Faltam seis semanas para as eleições legislativas de Israel. As sondagens apontam para uma possível vitória do partido Likud, de Benjamin Netanyahu, que derrotaria os trabalhistas do actual ministro da Defesa, Ehud Barak, e a ministra dos Negócios Estrangeiros Tzipi Livni, do partido Kadima, do actual primeiro-ministro Ehud Olmert.

Nas primeiras horas desta terça-feira, forças aéreas e navais israelitas atacaram alvos em Gaza, entre eles edifícios do governo do território, uma base naval, instalações das milícias armadas a leste de Al-Zeitun, e até a residência de um dos líderes das Brigadas Al-Qassam. Aviões israelitas não cessaram os bombardeamentos durante toda a noite, e grande parte da população sofre com os cortes de electricidade e a escassez de alimentos.

Os ataques israelitas não estão a conseguir porém impedir a resposta das forças palestinianas de Gaza, que continuam a lançar foguetes na direcção de cidades de Israel, com alcance cada vez maior. Um deles atingiu a cidade de Ashdod, a cerca de 35 quilómetros de Gaza, matando uma pessoa e ferindo duas.

Cumplicidade da comunidade internacional

"Um massacre de civis como este não teria acontecido sem a cumplicidade da comunidade internacional", denunciou o deputado palestiniano Mustafa Barghouthi, da Iniciativa Nacional Palestiniana. "Israel atacou hospitais, mesquitas, universidades e cadeias. Considerando a natureza física da Faixa de Gaza e a incrível densidade de 4.117 pessoas por quilómetro quadrado, é impossível que o Exército israelita atinja apenas os chamados 'alvos de segurança'", acusou.

O sector de saúde do território está actualmente em estado de colapso, denunciou Barghouti: "Hoje o principal armazém de material médico do ministério da Saúde foi bombardeado.

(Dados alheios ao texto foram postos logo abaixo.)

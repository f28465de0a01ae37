//! Intervention optimizer.
//!
//! Chooses a subset of interventions that maximizes the projected overall
//! WEFE score subject to a budget and a time horizon, and supports manual
//! add, remove, and replace edits on a caller-owned plan.
//!
//! # Search
//!
//! - **Exhaustive**: depth-first enumeration with infeasible branches pruned.
//!   Exact. Used by default up to [`OptimizerConfig::exhaustive_limit`]
//!   candidates.
//! - **Greedy**: gain-per-resource construction followed by add/drop/swap
//!   local search. The result is feasible and locally optimal.
//!
//! Both are deterministic: equal inputs give equal recommendations.

mod config;
mod runner;
mod solver;
mod types;

pub use config::{OptimizerConfig, SearchStrategy, MAX_EXHAUSTIVE_LIMIT};
pub use runner::InterventionOptimizer;
pub use types::{Constraints, InterventionPlan, PlanUpdate, RankedIntervention, Recommendation};
//! Score normalization and aggregation.
//!
//! Raw indicator values are min-max scaled onto `[0, 1]`, averaged into
//! pillar scores, and pillar scores are averaged into one overall score.
//! Weighted means are supported at both levels through [`ScoringConfig`].
//!
//! All aggregation is order-independent: terms are sorted before summation,
//! so permuting the inputs yields a bit-identical result.

mod config;
mod normalizer;
mod types;

pub use config::ScoringConfig;
pub use normalizer::{aggregate_overall, aggregate_pillar, normalize, Normalizer};
pub use types::{
    ExcludedPillar, ExclusionReason, IndicatorScore, OverallBreakdown, PillarContribution,
    PillarScore, ScoreCard, WeightedScore,
};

Pacientes gravemente feridos não podem sair de Gaza devido ao encerramento das fronteiras. E equipamento médico básico, como material de esterilização, agulhas, anestésicos, catéteres, oxigénio ou monitores não podem chegar a Gaza", denunciou o deputado, que é médico de profissão.

"É um desastre humanitário e uma tragédia humanitária que tem de ser detida imediatamente. Todos os direitos do ser humano foram violados. É tempo de Israel pôr fim à violência e à agressão contra a população palestiniana imediatamente e acabar com o cerco a Gaza", completou Barghouti.